DOJ Put New Jersey’s Sanctuary Padlock on the Grill
United States – February 25, 2026 – New Jersey tried to turn state jails into ICE-free zones. Pam Bondi lit the legal grill and filed suit today.
I knew what kind of day it was the second I caught that classic courthouse blend: burnt coffee, printer toner, and political panic. That is the smell you get when a state tries to act like the bouncer at a federal law nightclub, then looks stunned when the Constitution shows up with steel-toe boots.
DOJ sues New Jersey over an order that limits ICE arrests on state property
On February 24, 2026, the U.S. Department of Justice filed a lawsuit against the State of New Jersey and Governor Mikie Sherrill over New Jersey’s Executive Order No. 12, arguing it interferes with federal immigration enforcement.
As described by DOJ and reported by the Associated Press, the order restricts federal immigration agents from making arrests in nonpublic areas of state property like correctional facilities and courthouses. It also bars the use of state property for staging or processing immigration enforcement actions.
This is not a vibes debate. This is the federal government saying you do not get to hang a velvet rope across federal enforcement and call it “public safety.”

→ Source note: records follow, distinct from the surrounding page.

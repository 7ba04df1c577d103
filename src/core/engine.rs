use crate::config::scoring::ScoringConfig;
use crate::core::{aggregator, normalizer, scorer};
use crate::domain::model::{
    Category, EnvironmentalInputs, Indicator, IndicatorDefinition, RawIndicatorSet,
    SustainabilityResult, WeightsTable,
};
use crate::domain::ports::ScoringBackend;
use crate::utils::error::Result;
use crate::utils::validation::Validate;
use async_trait::async_trait;
use std::collections::BTreeMap;
use std::sync::Arc;

/// Runs normalize → aggregate → score over a validated, shared configuration.
///
/// Cloning is cheap and every call is independent, so one engine can serve
/// any number of concurrent requests.
#[derive(Debug, Clone)]
pub struct SustainabilityEngine {
    config: Arc<ScoringConfig>,
}

impl SustainabilityEngine {
    pub fn new(config: ScoringConfig) -> Result<Self> {
        config.validate()?;
        Ok(Self {
            config: Arc::new(config),
        })
    }

    pub fn config(&self) -> &ScoringConfig {
        &self.config
    }

    pub fn calculate(&self, input: &RawIndicatorSet) -> Result<SustainabilityResult> {
        input.validate()?;
        let config = self.config.as_ref();

        let indicators = normalizer::derive_indicators(input, config)?;
        tracing::debug!("Derived {} indicators", indicators.len());

        let normalized = normalizer::normalize(&indicators, config)?;

        let scores = aggregator::aggregate(&normalized, config)?;
        tracing::debug!(
            "Category scores: environmental={:.2} social={:.2} economic={:.2}",
            scores.environmental,
            scores.social,
            scores.economic
        );

        let result = scorer::score(scores, &indicators, &normalized, config);
        tracing::debug!(
            "Sustainability index {:.2} (grade {})",
            result.sustainability_index,
            result.grade
        );

        Ok(result)
    }

    /// Validates a raw JSON body field by field, then calculates.
    pub fn calculate_json(&self, body: &serde_json::Value) -> Result<SustainabilityResult> {
        let input = RawIndicatorSet::from_json(body)?;
        self.calculate(&input)
    }

    /// Environmental category score alone, used for yearly trend series.
    pub fn environmental_score(&self, env: &EnvironmentalInputs) -> Result<f64> {
        env.validate()?;
        let config = self.config.as_ref();
        let indicators = normalizer::derive_environmental(env, config)?;
        let normalized = normalizer::normalize(&indicators, config)?;
        aggregator::category_score(Category::Environmental, &normalized, config)
    }

    pub fn indicator_definitions(&self) -> Result<Vec<IndicatorDefinition>> {
        Indicator::ALL
            .into_iter()
            .map(|indicator| {
                let spec = self.config.indicator(indicator)?;
                let (name, description, calculation) = describe(indicator);
                Ok(IndicatorDefinition {
                    key: indicator.key().to_string(),
                    name: name.to_string(),
                    description: description.to_string(),
                    calculation: calculation.to_string(),
                    category: indicator.category(),
                    weight: self.config.index_share(indicator)? * 100.0,
                    threshold: Some(spec.max),
                    higher_is_better: Some(!spec.inverse),
                })
            })
            .collect()
    }

    pub fn weights(&self) -> Result<WeightsTable> {
        let mut category_weights = BTreeMap::new();
        let mut indicator_weights = BTreeMap::new();

        for category in Category::ALL {
            category_weights.insert(category, self.config.category_weight(category) * 100.0);

            let mut shares = BTreeMap::new();
            for indicator in category.indicators() {
                shares.insert(
                    indicator.key().to_string(),
                    self.config.index_share(indicator)? * 100.0,
                );
            }
            indicator_weights.insert(category, shares);
        }

        Ok(WeightsTable {
            category_weights,
            indicator_weights,
        })
    }
}

fn describe(indicator: Indicator) -> (&'static str, &'static str, &'static str) {
    use Indicator::*;
    match indicator {
        GreenPercentageArea => (
            "Green Space Percentage",
            "Proportion of vegetated area (NDVI > 0.2) indicating environmental health",
            "(Green area / Total area) × 100",
        ),
        WaterPercentageArea => (
            "Water Area Percentage",
            "Proportion of surface water (MNDWI > 0) in the neighborhood",
            "(Water area / Total area) × 100",
        ),
        AirQuality => (
            "Air Quality",
            "Annual average Aerosol Optical Depth indicating air pollution",
            "Annual average AOD from Sentinel-5P TROPOMI data",
        ),
        LandSurfaceTemperature => (
            "Land Surface Temperature",
            "Annual average land surface temperature in °C",
            "Annual average LST from MODIS",
        ),
        EcologicalQualityIndex => (
            "Ecological Quality Index",
            "Composite of vegetation, wetness, heat, bareness and PM2.5",
            "PC1 = 0.4·NDVI + 0.3·Wetness + 0.2·Heat + 0.1·NDBSI + 0.1·PM2.5, rescaled to 0–100",
        ),
        CrimeRate => (
            "Crime Rate",
            "Number of crimes per 1,000 residents",
            "(Total crimes / Population) × 1000",
        ),
        EducationLevel => (
            "Education Level",
            "Percentage of adults with a bachelor's degree or higher",
            "(Adults with degree / Total adults) × 100",
        ),
        AccessToTransit => (
            "Access to Transit",
            "Average travel time to the closest transit stop",
            "Average minutes to transit",
        ),
        AccessToSchools => (
            "Access to Schools",
            "Average travel time to the closest school",
            "Average minutes to schools",
        ),
        AccessToHospitals => (
            "Access to Hospitals",
            "Average travel time to the closest hospital",
            "Average minutes to hospitals",
        ),
        AccessToFireStations => (
            "Access to Fire Stations",
            "Average travel time to the closest fire station",
            "Average minutes to fire stations",
        ),
        AccessToPolice => (
            "Access to Police",
            "Average travel time to the closest police station",
            "Average minutes to police stations",
        ),
        Walkability => (
            "Walkability",
            "Street intersections per square mile",
            "Street intersections / Total area (sq miles)",
        ),
        MedianHouseholdIncome => (
            "Median Household Income",
            "Median annual household income",
            "Direct value from census data",
        ),
        UnemploymentRate => (
            "Unemployment Rate",
            "Percentage of labor force unemployed",
            "(Unemployed / Labor force) × 100",
        ),
        HousingAffordability => (
            "Housing Affordability",
            "Percentage of housing units costing at most 30% of median income",
            "(Affordable units / Total units) × 100",
        ),
    }
}

#[async_trait]
impl ScoringBackend for SustainabilityEngine {
    async fn calculate(&self, input: &RawIndicatorSet) -> Result<SustainabilityResult> {
        SustainabilityEngine::calculate(self, input)
    }

    async fn indicator_definitions(&self) -> Result<Vec<IndicatorDefinition>> {
        SustainabilityEngine::indicator_definitions(self)
    }

    async fn weights(&self) -> Result<WeightsTable> {
        SustainabilityEngine::weights(self)
    }

    async fn example(&self) -> Result<RawIndicatorSet> {
        Ok(RawIndicatorSet::example())
    }
}

#[cfg(test)]
mod tests {
    use super::*;
    use crate::domain::model::Grade;
    use crate::utils::error::ScoreError;

    fn engine() -> SustainabilityEngine {
        SustainabilityEngine::new(ScoringConfig::default()).unwrap()
    }

    #[test]
    fn test_example_end_to_end() {
        let result = engine().calculate(&RawIndicatorSet::example()).unwrap();

        assert!((result.environmental_score - 52.45).abs() < 1e-6);
        assert!((result.social_score - 74.479_166_666_7).abs() < 1e-6);
        assert!((result.economic_score - 70.555_555_555_6).abs() < 1e-6);
        assert!((result.sustainability_index - 64.490_416_666_7).abs() < 1e-6);
        assert_eq!(result.grade, Grade::C);
        assert_eq!(result.indicators.len(), 16);
        assert_eq!(result.normalized.len(), 16);
        assert!(result.normalized.contains_key("gpa_normalized"));
    }

    #[test]
    fn test_invalid_config_rejected_at_construction() {
        let mut config = ScoringConfig::default();
        config.category_weights.environmental = 0.9;
        assert!(SustainabilityEngine::new(config).is_err());
    }

    #[test]
    fn test_calculate_json_reports_fields() {
        let err = engine()
            .calculate_json(&serde_json::json!({"environmental": {}, "social": {}, "economic": {}}))
            .unwrap_err();
        match err {
            ScoreError::Validation { issues } => assert_eq!(issues.len(), 25),
            other => panic!("unexpected error {:?}", other),
        }
    }

    #[test]
    fn test_environmental_score_matches_full_calculation() {
        let engine = engine();
        let input = RawIndicatorSet::example();
        let full = engine.calculate(&input).unwrap();
        let env_only = engine.environmental_score(&input.environmental).unwrap();
        assert_eq!(full.environmental_score, env_only);
    }

    #[test]
    fn test_definitions_and_weights() {
        let engine = engine();
        let definitions = engine.indicator_definitions().unwrap();
        assert_eq!(definitions.len(), 16);
        let crime = definitions.iter().find(|d| d.key == "crime_rate").unwrap();
        assert_eq!(crime.threshold, Some(100.0));
        assert_eq!(crime.higher_is_better, Some(false));

        let weights = engine.weights().unwrap();
        assert!((weights.category_weights[&Category::Environmental] - 40.0).abs() < 1e-9);
        assert!((weights.indicator_weights[&Category::Social]["walkability"] - 3.75).abs() < 1e-9);
        assert!(
            (weights.indicator_weights[&Category::Economic]["housing_affordability"] - 10.0).abs()
                < 1e-9
        );
    }

    #[test]
    fn test_environmental_score_rejects_nan() {
        let mut env = RawIndicatorSet::example().environmental;
        env.mean_ndvi = f64::NAN;
        match engine().environmental_score(&env).unwrap_err() {
            ScoreError::Validation { issues } => assert_eq!(issues[0].field, "mean_ndvi"),
            other => panic!("unexpected error {:?}", other),
        }
    }

    #[tokio::test]
    async fn test_engine_as_backend() {
        let backend: Box<dyn ScoringBackend> = Box::new(engine());
        let example = backend.example().await.unwrap();
        let result = backend.calculate(&example).await.unwrap();
        assert_eq!(result.grade, Grade::C);
    }
}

Bondi brought a lawsuit, not a polite request
And yes, I will give credit where it is due. Attorney General Pam Bondi is not whispering. She is reading the fine print out loud and letting a judge decide whether New Jersey’s restrictions cross the line.
What New Jersey’s order does, in plain English
Picture your backyard smoker. You can label areas however you want, but when the job is lawful and necessary, you cannot just point at a sign that says “nonpublic” and pretend that changes reality.
- DOJ’s claim: the order blocks what DOJ describes as secure arrests in nonpublic areas of state property, including state correctional facilities.
- AP’s reporting: courthouses are also part of the mix.
- Practical effect: make controlled, secure enforcement harder, then act surprised when enforcement becomes messier elsewhere.
It is like banning a mechanic from working in the garage, then complaining when the truck gets fixed on the shoulder of I-95 in the rain.
New Jersey’s response: “public safety,” plus training talk
Governor Sherrill’s defense, per AP, is that the order enhances public safety and that the federal government should focus on better training for ICE agents. Fine. Train them. But training is not the same thing as a state rewriting the operational map inside state facilities.
New Jersey’s acting attorney general, Jennifer Davenport, called the lawsuit a waste of federal resources and said the state will defend the order, according to AP.
The bigger question: one rulebook, or fifty?
DOJ is effectively arguing a basic civics point: states may not obstruct the federal government’s lawful operations. If every state can build its own tripwires around federal immigration enforcement, welcome to the United States of Patchwork, where the law is a menu and the system runs on permanent courtroom drama.
Either federal law is federal, or it is performance art. Pick one.